Fazendo o paralelo, primeiro eu escolho quais países vou conhecer nas férias, depois escolho entre dezenas de cidades, centenas de hotéis e milhares de passeios.
O mesmo vale no processo de checkout, no qual o ideal é que o consumidor decida uma coisa de cada vez. Primeiro, ele vai escolher onde quer receber seu pedido, depois a forma de envio, custo de frete, forma de pagamento. Uma coisa de cada vez. Melhor um passo a mais do que várias decisões ao mesmo tempo.
Neurociência no dia a dia do e-commerce
As aplicações da psicologia do comportamento no dia a dia de um e-commerce são infinitas. Quanto mais você souber sobre seu consumidor, melhor você conseguirá atendê-lo, com menor esforço e maior resultado.
Para terminar, traço mais algumas relações entre elementos do e-commerce e conceitos básicos da neurociência que podem ser úteis:
Pesquisas são ótimas para ajudar a entender o que o consumidor pensa sobre seu e-commerce, mas algumas vezes a resposta pode não ser tão verdadeira. As pessoas gostam ou não gostam de algo sem ter razões concretas.
É apenas emocional. Mas quando questionadas elas criam uma resposta que encaixa com o que elas sentem. Em outros casos, por causa de um fenômeno chamado desejabilidade social, participantes podem enviesar suas respostas na tentativa inconsciente de agradar o pesquisador. Faça as perguntas corretas e filtre as respostas.
Emoções têm uma relação direta com a memória.
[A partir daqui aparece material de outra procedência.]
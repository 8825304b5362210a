//! Multipart bodies posted by the form screens.

use std::collections::BTreeMap;

use actix_multipart::Multipart;
use actix_multipart::form::{MultipartForm, tempfile::TempFile};
use actix_web::web;
use futures::TryStreamExt;

use crate::domain::types::UploadFile;
use crate::forms::FormError;

/// Largest file accepted through the resource form.
pub const MAX_UPLOAD_BYTES: usize = 10 * 1024 * 1024;

/// Resource create/update form. Field names are only known from the
/// descriptor, so the body is read field by field.
#[derive(Debug, Default)]
pub struct SaveResourceForm {
    /// Present when editing an existing record.
    pub id: Option<String>,
    /// List page to return to after saving.
    pub page: Option<usize>,
    pub values: BTreeMap<String, String>,
    /// Files picked in the form, keyed by the field they belong to.
    pub files: Vec<(String, UploadFile)>,
}

impl SaveResourceForm {
    pub async fn from_multipart(mut payload: Multipart) -> Result<Self, FormError> {
        let mut form = SaveResourceForm::default();

        while let Some(mut field) = payload.try_next().await.map_err(malformed)? {
            let Some(name) = field.name().map(str::to_string) else {
                continue;
            };
            let file_name = field
                .content_disposition()
                .and_then(|cd| cd.get_filename())
                .map(str::to_string);
            let content_type = field.content_type().map(|mime| mime.to_string());

            let mut bytes = Vec::new();
            while let Some(chunk) = field.try_next().await.map_err(malformed)? {
                if bytes.len() + chunk.len() > MAX_UPLOAD_BYTES {
                    return Err(FormError::Malformed(format!("{name} is larger than 10MB")));
                }
                bytes.extend_from_slice(&chunk);
            }

            match file_name {
                // An untouched file input still posts an empty part.
                Some(file_name) => {
                    if !file_name.is_empty() && !bytes.is_empty() {
                        form.files.push((
                            name,
                            UploadFile {
                                file_name,
                                content_type,
                                bytes,
                            },
                        ));
                    }
                }
                None => {
                    let text = String::from_utf8(bytes)
                        .map_err(|_| FormError::Malformed(format!("{name} is not UTF-8")))?;
                    form.set_text(name, text);
                }
            }
        }

        Ok(form)
    }

    fn set_text(&mut self, name: String, text: String) {
        match name.as_str() {
            "id" => self.id = Some(text).filter(|id| !id.trim().is_empty()),
            "page" => self.page = text.trim().parse().ok(),
            _ => {
                // Multi-selects post one part per selected option.
                self.values
                    .entry(name)
                    .and_modify(|existing| {
                        existing.push(',');
                        existing.push_str(&text);
                    })
                    .or_insert(text);
            }
        }
    }
}

fn malformed(err: impl std::fmt::Display) -> FormError {
    FormError::Malformed(err.to_string())
}

#[derive(MultipartForm)]
/// Spreadsheet of questions to append to a mock test.
pub struct UploadQuestionsForm {
    #[multipart(limit = "10MB")]
    pub question_file: TempFile,
}

impl UploadQuestionsForm {
    /// Reads the spooled file on the blocking pool.
    pub async fn into_upload(self) -> Result<UploadFile, FormError> {
        let file = self.question_file;
        let file_name = file
            .file_name
            .filter(|name| !name.trim().is_empty())
            .ok_or_else(|| FormError::MissingField("question_file".to_string()))?;
        let spooled = file.file;
        let bytes = web::block(move || std::fs::read(spooled.path()))
            .await
            .map_err(malformed)?
            .map_err(malformed)?;

        Ok(UploadFile {
            file_name,
            content_type: file.content_type.map(|mime| mime.to_string()),
            bytes,
        })
    }
}

#[cfg(test)]
mod tests {
    use super::*;

    #[test]
    fn repeated_parts_are_joined_for_multi_selects() {
        let mut form = SaveResourceForm::default();
        form.set_text("role_ids".into(), "1".into());
        form.set_text("role_ids".into(), "4".into());
        form.set_text("id".into(), " ".into());
        form.set_text("page".into(), "3".into());

        assert_eq!(form.values.get("role_ids").map(String::as_str), Some("1,4"));
        assert_eq!(form.id, None);
        assert_eq!(form.page, Some(3));
    }

    fn question_form(file_name: Option<&str>, body: &[u8]) -> UploadQuestionsForm {
        let mut file = tempfile::NamedTempFile::new().unwrap();
        std::io::Write::write_all(&mut file, body).unwrap();
        UploadQuestionsForm {
            question_file: TempFile {
                file,
                content_type: None,
                file_name: file_name.map(str::to_string),
                size: body.len(),
            },
        }
    }

    #[actix_web::test]
    async fn question_file_is_read_from_the_spooled_copy() {
        let upload = question_form(Some("questions.xlsx"), b"sheet bytes")
            .into_upload()
            .await
            .unwrap();

        assert_eq!(upload.file_name, "questions.xlsx");
        assert_eq!(upload.bytes, b"sheet bytes".to_vec());
        assert_eq!(upload.content_type, None);
    }

    #[actix_web::test]
    async fn question_file_without_name_is_missing() {
        let result = question_form(Some("  "), b"x").into_upload().await;

        assert!(matches!(
            result,
            Err(FormError::MissingField(field)) if field == "question_file"
        ));
    }
}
Histórias carregadas de emoção são melhores armazenadas e seus circuitos cerebrais têm intersecções importantes. Sabemos que o consumidor vai se lembrar mais de um problema que teve do que de um desconto que aproveitou.
Isso acontece porque, durante a evolução, foi mais útil se lembrar das coisas ruins, como quais plantas não são comestíveis ou como não se comportar próximo a um predador.
O lado bom é que, diferentemente do que pensamos, as memórias não são filmes gravados que revemos, e sim trechos incompletos que reeditamos a cada sessão. Se um problema acontecer, seja transparente, atencioso e resolva rápido. O final da história tem sempre peso maior que o início.
Devemos aceitar de uma vez por todas: você não é o seu consumidor. Ele não quer a mesma coisa que você, não tem o mesmo background e, principalmente, está em outro contexto.
Ele não vai ficar admirando aquele hotsite caprichado tentando encontrar a informação que precisa, ele não vai ler o seu texto gigante sobre um produto, e ele com certeza não vai se esforçar para entender um fluxo de navegação confuso.
Parece óbvio, mas é surpreendente a quantidade de vezes em que trocamos os pés pelas mãos por decidir nos baseando em opiniões pessoais. Em vez de usar o gosto pessoal, feeling e intuição, use dados, testes e pesquisas. Eles estão aí para isso.